If my arithmetic is right ( :-[) that's about 20%. Off-road, albeit I can't see the quality of off-road and it's a term that covers a huge variety. Anyway, I'm not at all sure I could do that!

Surprisingly decent coarse tarmac maybe 3m wide with a liberal coating of fresh sheep poo and some strategic loose gravel on the steeper bits.  Which is to say, assuming you have mudguards, a better surface than half the roads in Birmingham City Centre.



I'm not one for pushing the recumbent - it's just not a very practical proposition - but after stop-start riding most of the way, I was eventually defeated by the gravel at around the point of Wowbagger's arrow: You can't get going again when the rear wheel slips, and I decided that was a silly place to sustain a clipless moment related injury, and pushed for the final hundred metres or so.

Wowbagger

  • Stout dipper
    • Stuff mostly about weather
Re: Welsh Coast-to-Coast (was "I may have some time on my hands...")
« Reply #227 on: 21 August, 2013, 06:38:01 pm »
I'm mentally leafing through hills I have ridden and the only one I can think of which comes close to that in terms of steepness is the Devil's Staircase. The ascent to that was pretty steep, but the descent, into the Irfon valley (the lump is the watershed between the Tywi and the Wye systems), was probably the most alarming I have experienced, and this was on a metalled road.

http://www.streetmap.co.uk/map.srf?X=283147&Y=255870&A=Y&Z=120

Of course, I didn't ride this.
Quote from: Dez
It doesn’t matter where you start. Just start.

Cudzoziemiec

  • Ride adventurously and stop for a brew.
Re: Welsh Coast-to-Coast (was "I may have some time on my hands...")
« Reply #228 on: 21 August, 2013, 07:18:24 pm »
I'm mentally leafing through hills I have ridden and the only one I can think of which comes close to that in terms of steepness is the Devil's Staircase. The ascent to that was pretty steep, but the descent, into the Irfon valley (the lump is the watershed between the Tywi and the Wye systems), was probably the most alarming I have experienced, and this was on a metalled road.

http://www.streetmap.co.uk/map.srf?X=283147&Y=255870&A=Y&Z=120

Of course, I didn't ride this.
I've just had a play with this on ye mighty View of Google Street.t It is bloody steep, and to add to that, a liberal coating of running water and dead leaves -  the leaves must be seasonal, but the water? It is Wales! On the plus-minus side, what are marked on the map as fords appear to be bridges (probably liable to flooding).
Riding a concrete path through the nebulous and chaotic future.

Wowbagger

  • Stout dipper
    • Stuff mostly about weather
Re: Welsh Coast-to-Coast (was "I may have some time on my hands...")
« Reply #229 on: 21 August, 2013, 07:40:50 pm »
Those bridges are flat with no sides to them. If the river rises above them, you have to guess where they are.

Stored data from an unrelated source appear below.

//! Decode-level error types for splitkit-parser.
//!
//! [`DecodeError`] lives entirely inside a format parser. Every variant except
//! [`DecodeError::Fault`] means "these bytes are not (or no longer) this
//! format" and is folded into a silent no-match at the parser boundary.

/// Errors raised while decoding a byte sequence as one particular format.
#[derive(Debug, thiserror::Error)]
pub enum DecodeError {
    /// The input ended before a field could be read.
    #[error("insufficient bytes at offset {offset}: need {needed}, have {available}")]
    Truncated {
        /// Position of the read that failed.
        offset: usize,
        /// Bytes the read required.
        needed: usize,
        /// Bytes left at that position.
        available: usize,
    },

    /// A field was present but held an impossible value.
    #[error("corrupt data at offset {offset}: {reason}")]
    Corrupt {
        /// Byte offset (or line number for text formats) of the bad field.
        offset: usize,
        /// What was wrong.
        reason: String,
    },

    /// The input fails this format's structural sanity check.
    #[error("format mismatch: {0}")]
    Mismatch(String),

    /// A system-level failure unrelated to the input's format.
    #[error(transparent)]
    Fault(#[from] splitkit_core::Error),
}

impl DecodeError {
    /// Convenience constructor for [`DecodeError::Corrupt`].
    pub fn corrupt(offset: usize, reason: impl Into<String>) -> Self {
        DecodeError::Corrupt {
            offset,
            reason: reason.into(),
        }
    }

    /// Convenience constructor for [`DecodeError::Mismatch`].
    pub fn mismatch(reason: impl Into<String>) -> Self {
        DecodeError::Mismatch(reason.into())
    }

    /// Whether this error means the input ran out rather than held bad data.
    pub fn is_truncation(&self) -> bool {
        matches!(self, DecodeError::Truncated { .. })
    }
}
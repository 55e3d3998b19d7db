use sqlmigrate_common::MigrationId;

use crate::migration::Migration;

/// Ordered, append-only list of migrations. A migration's id is its position.
#[derive(Debug, Default)]
pub struct Registry {
    migrations: Vec<Migration>,
}

impl Registry {
    pub fn new() -> Self {
        Self::default()
    }

    /// Append a migration and return the id it was assigned.
    ///
    /// # Panics
    ///
    /// Panics if the registry already holds `u32::MAX + 1` migrations, the
    /// most the integer id column can address.
    pub fn add(&mut self, mut migration: Migration) -> MigrationId {
        let Some(id) = MigrationId::from_index(self.migrations.len()) else {
            panic!("registry is full: migration ids are limited to u32");
        };
        migration.assign(id);
        self.migrations.push(migration);
        id
    }

    pub fn migrations(&self) -> &[Migration] {
        &self.migrations
    }

    pub fn get(&self, id: MigrationId) -> Option<&Migration> {
        self.migrations.get(id.index())
    }

    pub fn len(&self) -> usize {
        self.migrations.len()
    }

    pub fn is_empty(&self) -> bool {
        self.migrations.is_empty()
    }
}

impl FromIterator<Migration> for Registry {
    fn from_iter<I: IntoIterator<Item = Migration>>(iter: I) -> Self {
        let mut registry = Registry::new();
        for migration in iter {
            registry.add(migration);
        }
        registry
    }
}
mod output;
mod source;

use std::path::PathBuf;
use std::time::Duration;

use anyhow::{Context, Result, bail};
use clap::{Parser, Subcommand};
use rusqlite::Connection;
use sqlmigrate_config::{ConfigLoader, MigrateConfig};
use sqlmigrate_db::{Dialect, Runner, VersionStore};
use tracing::info;
use tracing_subscriber::EnvFilter;

#[derive(Parser)]
#[command(name = "sqlmigrate", version, about = "Apply ordered SQL migrations exactly once")]
struct Cli {
    /// Path to a YAML or TOML config file
    #[arg(short, long, global = true, env = "SQLMIGRATE_CONFIG")]
    config: Option<PathBuf>,

    /// SQLite database file (overrides the config file)
    #[arg(short, long, global = true, env = "SQLMIGRATE_DATABASE")]
    database: Option<PathBuf>,

    /// Directory of NNNN_name.up.sql / NNNN_name.down.sql files
    #[arg(long, global = true)]
    dir: Option<PathBuf>,

    /// Emit logs as JSON lines
    #[arg(long, global = true)]
    log_json: bool,

    #[command(subcommand)]
    command: Command,
}

#[derive(Subcommand)]
enum Command {
    /// Apply all pending migrations
    Up,
    /// Show which migrations are applied and which are pending
    Status {
        #[arg(long)]
        json: bool,
    },
    /// Revert the most recently applied migration
    Down,
}

fn init_tracing(json: bool) {
    let filter = EnvFilter::try_from_default_env().unwrap_or_else(|_| EnvFilter::new("info"));
    let builder = tracing_subscriber::fmt()
        .with_env_filter(filter)
        .with_writer(std::io::stderr);
    if json {
        builder.json().init();
    } else {
        builder.init();
    }
}

fn open_database(config: &MigrateConfig) -> Result<Connection> {
    if config.dialect != Dialect::Sqlite {
        bail!(
            "the sqlmigrate binary only drives SQLite databases (config dialect is {})",
            config.dialect
        );
    }
    let Some(path) = &config.database else {
        bail!("no database given; pass --database or set `database` in the config file");
    };

    info!("opening database at {}", path.display());
    let conn = Connection::open(path)
        .with_context(|| format!("failed to open database {}", path.display()))?;
    conn.busy_timeout(Duration::from_secs(5))
        .context("failed to set busy timeout")?;
    Ok(conn)
}

fn main() -> Result<()> {
    let cli = Cli::parse();
    init_tracing(cli.log_json);

    let mut config = ConfigLoader::load_or_default(cli.config.as_deref())
        .context("failed to load configuration")?;
    if let Some(database) = cli.database {
        config.database = Some(database);
    }
    if let Some(dir) = cli.dir {
        config.migrations_dir = dir;
    }

    let registry = source::load_dir(&config.migrations_dir)?;
    let runner = Runner::new(registry).with_store(VersionStore::new(
        config.table.clone(),
        config.column.clone(),
    ));
    let mut conn = open_database(&config)?;

    match cli.command {
        Command::Up => {
            let report = runner.run(&mut conn, config.dialect)?;
            output::print_report(&runner, &report);
        }
        Command::Status { json } => {
            let status = runner.status(&mut conn, config.dialect)?;
            output::print_status(&status, json)?;
        }
        Command::Down => match runner.revert_last(&mut conn, config.dialect)? {
            Some(id) => println!("reverted migration {id}"),
            None => println!("nothing to revert"),
        },
    }

    Ok(())
}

The proprietor of Boatside camp site in Aberedw told me he drove along the road once when the bridges were submerged and worked out where they ought to be, and got away with it. He mentioned that he had no way of knowing whether or not they had been washed away.

Where that valley flattens out you are still more than 1000 feet above sea level.
Quote from: Dez
It doesn’t matter where you start. Just start.

Cudzoziemiec

  • Ride adventurously and stop for a brew.
Re: Welsh Coast-to-Coast (was "I may have some time on my hands...")
« Reply #230 on: 21 August, 2013, 07:46:11 pm »
Streetview shows the lower of the two having sides and the higher with poles to mark the sides*. But they are flat and must frequently get flooded - and when they do, the river will presumably be flowing pretty fast. Could be a bit scary cycling across them that.

*Of course I don't know how old the streetview photos are - or whether the sides have been swept away in a raging torrent since then!
Riding a concrete path through the nebulous and chaotic future.

Wowbagger

  • Stout dipper
    • Stuff mostly about weather
Re: Welsh Coast-to-Coast (was "I may have some time on my hands...")
« Reply #231 on: 21 August, 2013, 07:48:09 pm »
Streetview shows the lower of the two having sides and the higher with poles to mark the sides*. But they are flat and must frequently get flooded - and when they do, the river will presumably be flowing pretty fast. Could be a bit scary cycling across them that.

*Of course I don't know how old the streetview photos are - or whether the sides have been swept away in a raging torrent since then!

I'm not sure those posts are always there...
Quote from: Dez
It doesn’t matter where you start. Just start.

Re: Welsh Coast-to-Coast (was "I may have some time on my hands...")
« Reply #232 on: 21 August, 2013, 08:22:02 pm »
I just did a free cycle maintenance workshop training thigummybobber. Whilst I was doing the paperwork, someone got busy with giving my bike a safety check.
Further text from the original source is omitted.